I can tell it like a story that happened long ago, time blunting the edges of the past.
I can say it quietly to myself, all of it, exactly how it passed, just like one of Mama’s stories.
Mama often told us stories of her village when it rained. It is raining so hard now that the windows of my office become solid grey squares, obscuring my view of the London skyline. The office empties for lunch making it possible to hear the hum of the air conditioner and the traffic on rain slicked streets below. My lunch sits untouched in a plastic carrier bag, contracting inwards like a wrinkled vacuum around the condensation of my water bottle.

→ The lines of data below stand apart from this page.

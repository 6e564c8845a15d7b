use crate::worker::{CatalogState, CatalogStatus};
use std::fmt::Write as _;

/// Describe the current catalog and its load status.
pub fn handle_catalog_info(state: &CatalogState) -> String {
    match state.status() {
        CatalogStatus::Empty => "No catalog loaded. Use load_catalog to load one.".to_string(),
        CatalogStatus::Loading { path } => {
            format!("Catalog {} is loading; searches will wait for it.", path.display())
        }
        CatalogStatus::Failed { path, error } => {
            format!("Catalog {} failed to load: {}", path.display(), error)
        }
        CatalogStatus::Ready { path, engine } => {
            let catalog = engine.catalog();
            let stats = catalog.stats();
            let config = state.config();

            let mut output = format!("Catalog: {}\n", path.display());
            if !catalog.repository_name.is_empty() {
                let _ = writeln!(output, "Repository: {}", catalog.repository_name);
            }
            let _ = writeln!(
                output,
                "Entities: {} types, {} methods, {} constants",
                stats.types, stats.methods, stats.constants
            );
            let _ = writeln!(output, "Max results: {}", config.max_results);
            if !config.base_path.is_empty() {
                let _ = writeln!(output, "Base path: {}", config.base_path);
            }
            output
        }
    }
}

I try hard not to think of her these days, but today I keep my eyes closed a little longer when I blink, listen to the finger taps of rain on the glass and let my mind fill with the vision of Mama’s almond eyes and cinnamon skin.
Back home, she would always begin, her accent wrapping around the 'o' in 'home' making it full in her mouth like an orange. This isn’t rain she would tell us, slipping into Creole to describe how back home, la pluie battre fort, slapping her palms together to emphasize how solidly the rain beat down.
Though my twin brothers and I understood Creolewell, her stories were always recounted in English; the broken way she pronounced ‘vill-age’ as though two separate words was all it took for my mind to conjure up a small collection of homes fashioned out of breeze block with corrugated metal roofs, incongruously nestled amongst palm trees and sugar cane taller than any man. With those two syllables alone I emerged into the village of Mama’s childhood, where waxy banana leaves provided a sparse canopy against the lashing rain and women kissed at the sight of the new moon for luck. Nobody lingered outside after sunset for long. Everybody in the village knew better than that.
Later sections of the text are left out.